**Exercise aim**
Filter the lines below, copying only those with the string "Removes".
/---
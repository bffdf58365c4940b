use atelier_domain::{BlockFieldDefinition, BlockValidation};
use serde::Serialize;
use ts_rs::TS;

/// Block types of one palette category.
#[derive(Debug, Serialize, TS)]
#[ts(
    export,
    export_to = "api-types/block-category-response.ts"
)]
pub struct BlockCategoryResponse {
    pub category: String,
    #[ts(type = "Array<Record<string, unknown>>")]
    pub blocks: Vec<BlockFieldDefinition>,
}

/// Outcome of validating block data.
#[derive(Debug, Serialize, TS)]
#[ts(
    export,
    export_to = "api-types/block-validation-response.ts"
)]
pub struct BlockValidationResponse {
    pub valid: bool,
    pub errors: Vec<String>,
}

impl From<BlockValidation> for BlockValidationResponse {
    fn from(value: BlockValidation) -> Self {
        Self {
            valid: value.valid,
            errors: value.errors,
        }
    }
}
mod composer_backend;
mod content_inputs;
mod content_repository;

pub use composer_backend::ComposerBackend;
pub use content_inputs::{
    BlueprintFilter, CreateInstanceInput, PageComponentsPage, PageQuery, SaveBlueprintInput,
    UpdateInstanceInput,
};
pub use content_repository::ContentRepository;
/// One operator edit of a form field.
#[derive(Debug, Clone, PartialEq)]
pub enum FieldEdit {
    /// Replaces a scalar string: text, textarea, rich text, image, color,
    /// url, email or select. Clearing an image sets it to `""`.
    SetText {
        /// Field name.
        field: String,
        /// New text.
        text: String,
    },
    /// Replaces one locale of a bilingual field, keeping the other.
    SetLocalizedText {
        /// Field name.
        field: String,
        /// Edited locale.
        locale: Locale,
        /// New text.
        text: String,
    },
    /// Replaces a number from typed input; malformed input is kept as NaN
    /// and empty input unsets the value.
    SetNumber {
        /// Field name.
        field: String,
        /// Raw typed input.
        raw: String,
    },
    /// Flips a toggle.
    SetBoolean {
        /// Field name.
        field: String,
        /// New state.
        value: bool,
    },
    /// Appends an image URL to a gallery.
    AddGalleryImage {
        /// Field name.
        field: String,
        /// Image URL.
        url: String,
    },
    /// Removes one gallery image, keeping the order of the rest.
    RemoveGalleryImage {
        /// Field name.
        field: String,
        /// Image position.
        index: usize,
    },
    /// Appends a repeater item seeded from the nested field defaults.
    AddRepeaterItem {
        /// Field name.
        field: String,
    },
    /// Removes one repeater item, keeping the order of the rest.
    RemoveRepeaterItem {
        /// Field name.
        field: String,
        /// Item position.
        index: usize,
    },
    /// Swaps a repeater item with its neighbour.
    MoveRepeaterItem {
        /// Field name.
        field: String,
        /// Item position.
        index: usize,
        /// Move direction.
        direction: MoveDirection,
    },
    /// Sets one sub-field of a repeater item.
    SetRepeaterItemValue {
        /// Field name.
        field: String,
        /// Item position.
        index: usize,
        /// Sub-field name.
        key: String,
        /// New sub-field value.
        value: Value,
    },
    /// Sets one sub-field of a group.
    SetGroupValue {
        /// Field name.
        field: String,
        /// Sub-field name.
        key: String,
        /// New sub-field value.
        value: Value,
    },
    /// Replaces a json field from typed text. Text that does not parse is
    /// stored verbatim.
    SetJsonText {
        /// Field name.
        field: String,
        /// Raw typed text.
        text: String,
    },
}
\---
**Exercise output**
    /// Removes one gallery image, keeping the order of the rest.
    /// Removes one repeater item, keeping the order of the rest.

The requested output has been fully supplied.